Okay I have been married for 8 years to my loving husband, and for about the last 3-4 years our sex life has gotten a little stale. I am shy though about things. I am always scared I will say something that will offend him, even though I know it won't. He wants to try new things, but won't say what, he just asks me to come up with it. I am so clueless as to anything past what we do. 

He has suggested Camera stuff (on and off line), but I am really uncomfortable about this. He also recently found out I had been talking (I mean just talking) with an ex-boyfriend and was upset about this. 

I want to please him, but I am at a loss at what else we could try. I could use tips on how to get over my shyness and also any suggestions anyone may have. Please either post here or send me a private email with your suggestions.


----------



## MarkTwain (Aug 1, 2008)

It could be that your both in the same boat! You both worry that if you tell the other your secret - possibly kinky - fantasies, the other will reject and embarrass he who speaks up first.

So here is a simple solution. Wait until you are in an intimate mood with him - not during sex, but perhaps in the lead-up. Or better still if he starts hugging and touching you in that way that signals he wants to get a little frisky.

Say "honey, you mentioned swapping ideas about what turns us on..."

"Can we have an agreement, that no matter how sick or filthy either one finds the other's suggestion, we take it with good humor, and no put downs".

Unless he is a cave man he will love this. Make sure that you get his agreement, and get it more than once.

It might be an idea not to start this process until you have at least one thing to try in mind.

He will have plenty! So another thing is to say "I'll tell you mine, if you tell me one of yours".

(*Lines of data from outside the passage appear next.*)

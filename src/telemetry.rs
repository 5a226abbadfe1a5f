//! Log output for the binary. Events go to stderr so that stdout carries only the
//! JSON and text reports the subcommands print.

use crate::config::TelemetryConfig;
use tracing::warn;
use tracing_subscriber::filter::ParseError;
use tracing_subscriber::EnvFilter;

const RUST_LOG: &str = "RUST_LOG";

/// Where the active log directives were read from.
#[derive(Debug, Clone, Copy, PartialEq, Eq)]
pub enum FilterOrigin {
    /// `RUST_LOG` was set and parsed.
    Environment,
    /// `APP_LOG_LEVEL`, or its default.
    Configured,
}

#[derive(Debug, thiserror::Error)]
pub enum TelemetryError {
    #[error("log level {directives:?} from APP_LOG_LEVEL is not a valid tracing filter")]
    InvalidLevel {
        directives: String,
        #[source]
        source: ParseError,
    },
    #[error("a global log subscriber is already installed")]
    AlreadyInstalled(#[source] Box<dyn std::error::Error + Send + Sync>),
}

/// Filter chosen for a run, plus the `RUST_LOG` value that had to be ignored, if any.
#[derive(Debug)]
pub struct LogFilter {
    pub filter: EnvFilter,
    pub origin: FilterOrigin,
    pub rejected_env: Option<String>,
}

/// Build the filter from an optional `RUST_LOG` value and the configured level.
///
/// A usable `RUST_LOG` wins. An unparsable one is set aside in favour of the
/// configured level; an unparsable configured level is an error.
pub fn log_filter(
    config: &TelemetryConfig,
    rust_log: Option<&str>,
) -> Result<LogFilter, TelemetryError> {
    let mut rejected_env = None;

    if let Some(directives) = rust_log.map(str::trim).filter(|value| !value.is_empty()) {
        match EnvFilter::try_new(directives) {
            Ok(filter) => {
                return Ok(LogFilter {
                    filter,
                    origin: FilterOrigin::Environment,
                    rejected_env: None,
                })
            }
            Err(_) => rejected_env = Some(directives.to_string()),
        }
    }

    let filter =
        EnvFilter::try_new(&config.log_level).map_err(|source| TelemetryError::InvalidLevel {
            directives: config.log_level.clone(),
            source,
        })?;

    Ok(LogFilter {
        filter,
        origin: FilterOrigin::Configured,
        rejected_env,
    })
}

/// Install the global subscriber for the process.
pub fn init(config: &TelemetryConfig) -> Result<FilterOrigin, TelemetryError> {
    let rust_log = std::env::var(RUST_LOG).ok();
    let LogFilter {
        filter,
        origin,
        rejected_env,
    } = log_filter(config, rust_log.as_deref())?;

    tracing_subscriber::fmt()
        .with_env_filter(filter)
        .with_target(false)
        .compact()
        .with_ansi(false)
        .with_writer(std::io::stderr)
        .try_init()
        .map_err(TelemetryError::AlreadyInstalled)?;

    if let Some(value) = rejected_env {
        warn!(
            rust_log = %value,
            level = %config.log_level,
            "ignoring unparsable RUST_LOG"
        );
    }

    Ok(origin)
}

#[cfg(test)]
mod tests {
    use super::*;

    fn configured(level: &str) -> TelemetryConfig {
        TelemetryConfig {
            log_level: level.to_string(),
        }
    }

    #[test]
    fn configured_level_is_used_without_rust_log() {
        let chosen = log_filter(&configured("info"), None).expect("filter builds");
        assert_eq!(chosen.origin, FilterOrigin::Configured);
        assert_eq!(chosen.rejected_env, None);

        let blank = log_filter(&configured("warn"), Some("   ")).expect("filter builds");
        assert_eq!(blank.origin, FilterOrigin::Configured);
    }

    #[test]
    fn rust_log_overrides_configured_level() {
        let chosen = log_filter(&configured("info"), Some("warn,bulkscan=debug"))
            .expect("filter builds");
        assert_eq!(chosen.origin, FilterOrigin::Environment);
        assert_eq!(chosen.rejected_env, None);
    }

    #[test]
    fn unparsable_rust_log_falls_back_to_configured_level() {
        let chosen =
            log_filter(&configured("debug"), Some("bulkscan=chatty")).expect("filter builds");
        assert_eq!(chosen.origin, FilterOrigin::Configured);
        assert_eq!(chosen.rejected_env.as_deref(), Some("bulkscan=chatty"));
    }

    #[test]
    fn unparsable_configured_level_is_reported() {
        match log_filter(&configured("bulkscan=chatty"), None) {
            Err(TelemetryError::InvalidLevel { directives, .. }) => {
                assert_eq!(directives, "bulkscan=chatty");
            }
            other => panic!("expected invalid level, got {other:?}"),
        }
    }
}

Make sure you have an absolutely wicked look in your eyes when you do this - if you think he will like that.

Let us know how it goes!


----------



## swedish (Mar 6, 2008)

I would suggest buying a Laura Corn book....she has several that have pages for him/her with different ideas...some over the top but some aren't...the good thing is that you can read through several and each pick one to try with the other...some need props and others don't...anyway, worth a try. The hardest part for initiating something new when you are shy is trying not to feel awkward/stupid while doing it but if you can focus on wanting him and knowing that's the look you have, you can pull off just about anything


----------



## vlee (Jul 31, 2008)

i think it is best to have the greatest confidence in the world when in bed (even if you dont feel it, pretend)...believe me, your husband is going to like anything you do to him.


----------



## vlee (Jul 31, 2008)

i have a couple little ideas in mind, if you want more you can pm me...but for now:

have you tried anything with food? eating food off each others bodies--fruit, whip cream, ice cream--my boyfriend loves making out with ice cubes in our mouth...although it makes it hard for us to really go at it when we make out, not being able to have each other's full mouth gets us going. ill take the ice cube in my mouth and sometimes go up and down is body with it. ill give it back to him then immedietly go down on him. he loves it....

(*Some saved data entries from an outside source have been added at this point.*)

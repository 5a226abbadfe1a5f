use serde::{Deserialize, Serialize};

use super::domain::{DocumentId, DocumentStatus, EnvelopeId, RegisterDocument};
use crate::workflows::defendant::FinancialMeans;
use crate::workflows::plea::Plea;

/// Contact values read off a scanned form, proposed as replacements for the
/// values currently held.
#[derive(Debug, Clone, PartialEq, Eq, Default, Serialize, Deserialize)]
pub struct ContactDetailsProposal {
    #[serde(default)]
    pub email: Option<String>,
    #[serde(default)]
    pub phone: Option<String>,
    #[serde(default)]
    pub driving_licence_number: Option<String>,
}

#[derive(Debug, Clone, PartialEq, Eq, Serialize, Deserialize)]
pub struct FinancialMeansUpdate {
    pub means: FinancialMeans,
    #[serde(default)]
    pub contact: ContactDetailsProposal,
}

#[derive(Debug, Clone, PartialEq, Eq, Default, Serialize, Deserialize)]
pub struct AdditionalDetailsUpdate {
    #[serde(default)]
    pub contact: ContactDetailsProposal,
    #[serde(default)]
    pub ni_number: Option<String>,
    #[serde(default)]
    pub postcode: Option<String>,
}

/// Everything a clerk, the automation, or the expiry sweep can ask of a document.
#[derive(Debug, Clone, PartialEq, Eq, Serialize, Deserialize)]
#[serde(tag = "command", rename_all = "snake_case")]
pub enum DocumentCommand {
    Register(RegisterDocument),
    MarkManuallyActioned { actioned_by: String },
    MarkAutoActioned { actioned_by: String },
    Reject { errors: Vec<String> },
    Expire,
    RaiseFollowUp,
    DecideNextStep { is_sjp: bool },
    UpdateFinancialMeans(FinancialMeansUpdate),
    UpdateAdditionalDetails(AdditionalDetailsUpdate),
    RecordPlea { submitted: Plea, authoritative: Plea },
    DeleteActioned,
}

impl DocumentCommand {
    pub const fn label(&self) -> &'static str {
        match self {
            DocumentCommand::Register(_) => "register",
            DocumentCommand::MarkManuallyActioned { .. } => "mark_manually_actioned",
            DocumentCommand::MarkAutoActioned { .. } => "mark_auto_actioned",
            DocumentCommand::Reject { .. } => "reject",
            DocumentCommand::Expire => "expire",
            DocumentCommand::RaiseFollowUp => "raise_follow_up",
            DocumentCommand::DecideNextStep { .. } => "decide_next_step",
            DocumentCommand::UpdateFinancialMeans(_) => "update_financial_means",
            DocumentCommand::UpdateAdditionalDetails(_) => "update_additional_details",
            DocumentCommand::RecordPlea { .. } => "record_plea",
            DocumentCommand::DeleteActioned => "delete_actioned",
        }
    }

    /// Reject payloads missing required fields before any state is read.
    pub(crate) fn check_payload(&self) -> Result<(), DocumentCommandError> {
        match self {
            DocumentCommand::Register(registration) if registration.file_name.trim().is_empty() => {
                Err(DocumentCommandError::Malformed(
                    "register requires a file name".to_string(),
                ))
            }
            DocumentCommand::MarkManuallyActioned { actioned_by }
            | DocumentCommand::MarkAutoActioned { actioned_by }
                if actioned_by.trim().is_empty() =>
            {
                Err(DocumentCommandError::Malformed(format!(
                    "{} requires an actioning user id",
                    self.label()
                )))
            }
            _ => Ok(()),
        }
    }
}

/// Broad class of a command failure.
#[derive(Debug, Clone, Copy, PartialEq, Eq)]
pub enum CommandErrorKind {
    NotFound,
    Precondition,
    Malformed,
}

/// Why a command was refused. None of these are retried.
#[derive(Debug, Clone, PartialEq, Eq, thiserror::Error)]
pub enum DocumentCommandError {
    #[error("envelope {0} not found")]
    EnvelopeNotFound(EnvelopeId),
    #[error("document {document_id} not found in envelope {envelope_id}")]
    NotFound {
        envelope_id: EnvelopeId,
        document_id: DocumentId,
    },
    #[error("document {document_id} is already registered in envelope {envelope_id}")]
    AlreadyRegistered {
        envelope_id: EnvelopeId,
        document_id: DocumentId,
    },
    #[error("document {0} has been deleted and can no longer change")]
    Deleted(DocumentId),
    #[error("cannot {command} a document in status {status}")]
    Precondition {
        command: &'static str,
        status: DocumentStatus,
    },
    #[error("malformed command: {0}")]
    Malformed(String),
}

impl DocumentCommandError {
    pub fn kind(&self) -> CommandErrorKind {
        match self {
            DocumentCommandError::EnvelopeNotFound(_) | DocumentCommandError::NotFound { .. } => {
                CommandErrorKind::NotFound
            }
            DocumentCommandError::AlreadyRegistered { .. }
            | DocumentCommandError::Deleted(_)
            | DocumentCommandError::Precondition { .. } => CommandErrorKind::Precondition,
            DocumentCommandError::Malformed(_) => CommandErrorKind::Malformed,
        }
    }
}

if one day you are home together, maybe in the kitchen, pull him into you, lick and kiss his neck, (rub your hands all over his body at the sametime) then pull his face to yours and kiss, take off his clothes while you are kissing,...and either just go at it on the kitchen counter or make out the whole way to the bedroom...he wont be expecting this so it will turn him on

hope that helps a little bit...


----------



## vlee (Jul 31, 2008)

one more thing...he married you, he loves you, he wants you and only you in bed and you've been married for a long time---girl you should have lots of confidence in bed. remeber its all mental...so you get out there and know you are the best


----------



## Suger_belle (Jun 19, 2008)

Hi. You may want to try going to the shower/bath together for a start. Man usually loved to be pampered by woman and it's more easier to overcome your shyness after the shower/bath. Be bold n daring. But I would not suggest the camera thingy. You never knows what will happen if it falls into the wrong hand. Good Luck!


----------



## draconis (Oct 3, 2007)

MarkTwain said:


> It could be that your both in the same boat! You both worry that if you tell the other your secret - possibly kinky - fantasies, the other will reject and embarrass he who speaks up first.
> 
> So here is a simple solution. Wait until you are in an intimate mood with him - not during sex, but perhaps in the lead-up. Or better still if he starts hugging and touching you in that way that signals he wants to get a little frisky.
> 
> ...


:iagree:

draconis


----------



## mch1005 (Aug 16, 2008)

I used to be very shy in the bedroom too, so I started with small things such as wearing lingerie. Things he might not ever expect you where makes him really look at you. It makes you feel sexy which makes you more confident. I felt strange at first, because I never really thought of myself purchasing things like that. But my husband is very appreciative, and I actually enjoy getting dressed up and love the attention he gives. 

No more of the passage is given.